Each record, exactly as written, should be printed again.

Stored data:
◇ ◇ ◇ ◇ ◇ ◇ ◇

//! Derived book statistics and the emission policy.

use serde::{Deserialize, Serialize};

use crate::book::LobState;
use crate::event::LobStatsEvent;

/// Largest supported volatility window.
pub const MAX_VOLATILITY_WINDOW: usize = 64;

/// Fixed ring of the last W mid changes (in ticks).
#[derive(Clone, Copy, Debug, PartialEq)]
pub struct VolatilityWindow {
    changes: [f64; MAX_VOLATILITY_WINDOW],
    window: usize,
    head: usize,
    len: usize,
}

impl VolatilityWindow {
    /// `window` is clamped to `1..=MAX_VOLATILITY_WINDOW`.
    pub fn new(window: usize) -> Self {
        Self {
            changes: [0.0; MAX_VOLATILITY_WINDOW],
            window: window.clamp(1, MAX_VOLATILITY_WINDOW),
            head: 0,
            len: 0,
        }
    }

    #[inline]
    pub fn push(&mut self, change: f64) {
        self.changes[self.head] = change;
        self.head = (self.head + 1) % self.window;
        if self.len < self.window {
            self.len += 1;
        }
    }

    #[inline]
    pub fn len(&self) -> usize {
        self.len
    }

    #[inline]
    pub fn is_empty(&self) -> bool {
        self.len == 0
    }

    pub fn clear(&mut self) {
        self.head = 0;
        self.len = 0;
    }

    /// Population standard deviation; `None` with fewer than two changes.
    pub fn std_dev(&self) -> Option<f64> {
        if self.len < 2 {
            return None;
        }
        let values = &self.changes[..self.len];
        let n = self.len as f64;
        let mean = values.iter().sum::<f64>() / n;
        let var = values.iter().map(|v| (v - mean) * (v - mean)).sum::<f64>() / n;
        Some(var.sqrt())
    }
}

/// When the engine hands out a stats event.
#[derive(Clone, Copy, Debug, PartialEq, Serialize, Deserialize)]
#[serde(tag = "mode", rename_all = "snake_case")]
pub enum StatsEmission {
    /// One stats event per accepted book update
    EveryUpdate,
    /// Only on availability/stale changes or moves of at least the band
    DeadBand {
        /// Minimum move of best bid/ask, spread or mid (ticks)
        price_ticks: i64,
        /// Minimum imbalance move
        imbalance: f64,
    },
}

impl Default for StatsEmission {
    fn default() -> Self {
        StatsEmission::EveryUpdate
    }
}

/// Top-of-book imbalance `(bid - ask) / (bid + ask)`.
#[inline]
pub fn imbalance(bid_size: i64, ask_size: i64) -> Option<f64> {
    let total = bid_size + ask_size;
    if total <= 0 {
        return None;
    }
    Some((bid_size - ask_size) as f64 / total as f64)
}

/// Snapshot the current statistics of a book.
pub fn compute(state: &LobState) -> LobStatsEvent {
    let best_bid = state.bids.best();
    let best_ask = state.asks.best();
    let (spread, mid_x2, imb) = match (best_bid, best_ask) {
        (Some(b), Some(a)) => (
            Some(a.price - b.price),
            Some(a.price + b.price),
            imbalance(b.size, a.size),
        ),
        _ => (None, None, None),
    };
    LobStatsEvent {
        instrument: state.instrument,
        seq: state.last_seq.unwrap_or(0),
        exch_ts: state.last_exch_ts,
        version: state.version,
        best_bid,
        best_ask,
        bid_depth: state.bids.depth_total(),
        ask_depth: state.asks.depth_total(),
        bid_state: state.bids.state(),
        ask_state: state.asks.state(),
        spread,
        mid_x2,
        imbalance: imb,
        volatility: state.volatility.std_dev(),
        last_trade: state.last_trade,
        stale: state.is_stale(),
    }
}

#[inline]
fn moved(prev: Option<i64>, next: Option<i64>, band: i64) -> bool {
    match (prev, next) {
        (Some(p), Some(n)) => {
            let delta = (n - p).abs();
            delta > 0 && delta >= band
        }
        (None, None) => false,
        _ => true,
    }
}

/// Decide whether `next` is worth publishing given the last emitted event.
pub fn should_emit(policy: StatsEmission, prev: Option<&LobStatsEvent>, next: &LobStatsEvent) -> bool {
    let (price_band, imbalance_band) = match policy {
        StatsEmission::EveryUpdate => return true,
        StatsEmission::DeadBand { price_ticks, imbalance } => (price_ticks, imbalance),
    };
    let Some(prev) = prev else {
        return true;
    };
    if prev.stale != next.stale || prev.bid_state != next.bid_state || prev.ask_state != next.ask_state {
        return true;
    }
    let price = |l: Option<crate::event::Level>| l.map(|l| l.price);
    if moved(price(prev.best_bid), price(next.best_bid), price_band)
        || moved(price(prev.best_ask), price(next.best_ask), price_band)
        || moved(prev.spread, next.spread, price_band)
        // mid_x2 is in half ticks
        || moved(prev.mid_x2, next.mid_x2, price_band.saturating_mul(2))
    {
        return true;
    }
    match (prev.imbalance, next.imbalance) {
        (Some(p), Some(n)) => {
            let delta = (n - p).abs();
            delta > 0.0 && delta >= imbalance_band
        }
        (None, None) => false,
        _ => true,
    }
}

◇ ◇ ◇ ◇ ◇ ◇ ◇

- [SOLUTION TO THE PROBLEM]
//! Derived book statistics and the emission policy.

use serde::{Deserialize, Serialize};

use crate::book::LobState;
use crate::event::LobStatsEvent;

/// Largest supported volatility window.
pub const MAX_VOLATILITY_WINDOW: usize = 64;

/// Fixed ring of the last W mid changes (in ticks).
#[derive(Clone, Copy, Debug, PartialEq)]
pub struct VolatilityWindow {
    changes: [f64; MAX_VOLATILITY_WINDOW],
    window: usize,
    head: usize,
    len: usize,
}

impl VolatilityWindow {
    /// `window` is clamped to `1..=MAX_VOLATILITY_WINDOW`.
    pub fn new(window: usize) -> Self {
        Self {
            changes: [0.0; MAX_VOLATILITY_WINDOW],
            window: window.clamp(1, MAX_VOLATILITY_WINDOW),
            head: 0,
            len: 0,
        }
    }

    #[inline]
    pub fn push(&mut self, change: f64) {
        self.changes[self.head] = change;
        self.head = (self.head + 1) % self.window;
        if self.len < self.window {
            self.len += 1;
        }
    }

    #[inline]
    pub fn len(&self) -> usize {
        self.len
    }

    #[inline]
    pub fn is_empty(&self) -> bool {
        self.len == 0
    }

    pub fn clear(&mut self) {
        self.head = 0;
        self.len = 0;
    }

    /// Population standard deviation; `None` with fewer than two changes.
    pub fn std_dev(&self) -> Option<f64> {
        if self.len < 2 {
            return None;
        }
        let values = &self.changes[..self.len];
        let n = self.len as f64;
        let mean = values.iter().sum::<f64>() / n;
        let var = values.iter().map(|v| (v - mean) * (v - mean)).sum::<f64>() / n;
        Some(var.sqrt())
    }
}

/// When the engine hands out a stats event.
#[derive(Clone, Copy, Debug, PartialEq, Serialize, Deserialize)]
#[serde(tag = "mode", rename_all = "snake_case")]
pub enum StatsEmission {
    /// One stats event per accepted book update
    EveryUpdate,
    /// Only on availability/stale changes or moves of at least the band
    DeadBand {
        /// Minimum move of best bid/ask, spread or mid (ticks)
        price_ticks: i64,
        /// Minimum imbalance move
        imbalance: f64,
    },
}

impl Default for StatsEmission {
    fn default() -> Self {
        StatsEmission::EveryUpdate
    }
}

/// Top-of-book imbalance `(bid - ask) / (bid + ask)`.
#[inline]
pub fn imbalance(bid_size: i64, ask_size: i64) -> Option<f64> {
    let total = bid_size + ask_size;
    if total <= 0 {
        return None;
    }
    Some((bid_size - ask_size) as f64 / total as f64)
}

/// Snapshot the current statistics of a book.
pub fn compute(state: &LobState) -> LobStatsEvent {
    let best_bid = state.bids.best();
    let best_ask = state.asks.best();
    let (spread, mid_x2, imb) = match (best_bid, best_ask) {
        (Some(b), Some(a)) => (
            Some(a.price - b.price),
            Some(a.price + b.price),
            imbalance(b.size, a.size),
        ),
        _ => (None, None, None),
    };
    LobStatsEvent {
        instrument: state.instrument,
        seq: state.last_seq.unwrap_or(0),
        exch_ts: state.last_exch_ts,
        version: state.version,
        best_bid,
        best_ask,
        bid_depth: state.bids.depth_total(),
        ask_depth: state.asks.depth_total(),
        bid_state: state.bids.state(),
        ask_state: state.asks.state(),
        spread,
        mid_x2,
        imbalance: imb,
        volatility: state.volatility.std_dev(),
        last_trade: state.last_trade,
        stale: state.is_stale(),
    }
}

#[inline]
fn moved(prev: Option<i64>, next: Option<i64>, band: i64) -> bool {
    match (prev, next) {
        (Some(p), Some(n)) => {
            let delta = (n - p).abs();
            delta > 0 && delta >= band
        }
        (None, None) => false,
        _ => true,
    }
}

/// Decide whether `next` is worth publishing given the last emitted event.
pub fn should_emit(policy: StatsEmission, prev: Option<&LobStatsEvent>, next: &LobStatsEvent) -> bool {
    let (price_band, imbalance_band) = match policy {
        StatsEmission::EveryUpdate => return true,
        StatsEmission::DeadBand { price_ticks, imbalance } => (price_ticks, imbalance),
    };
    let Some(prev) = prev else {
        return true;
    };
    if prev.stale != next.stale || prev.bid_state != next.bid_state || prev.ask_state != next.ask_state {
        return true;
    }
    let price = |l: Option<crate::event::Level>| l.map(|l| l.price);
    if moved(price(prev.best_bid), price(next.best_bid), price_band)
        || moved(price(prev.best_ask), price(next.best_ask), price_band)
        || moved(prev.spread, next.spread, price_band)
        // mid_x2 is in half ticks
        || moved(prev.mid_x2, next.mid_x2, price_band.saturating_mul(2))
    {
        return true;
    }
    match (prev.imbalance, next.imbalance) {
        (Some(p), Some(n)) => {
            let delta = (n - p).abs();
            delta > 0.0 && delta >= imbalance_band
        }
        (None, None) => false,
        _ => true,
    }
}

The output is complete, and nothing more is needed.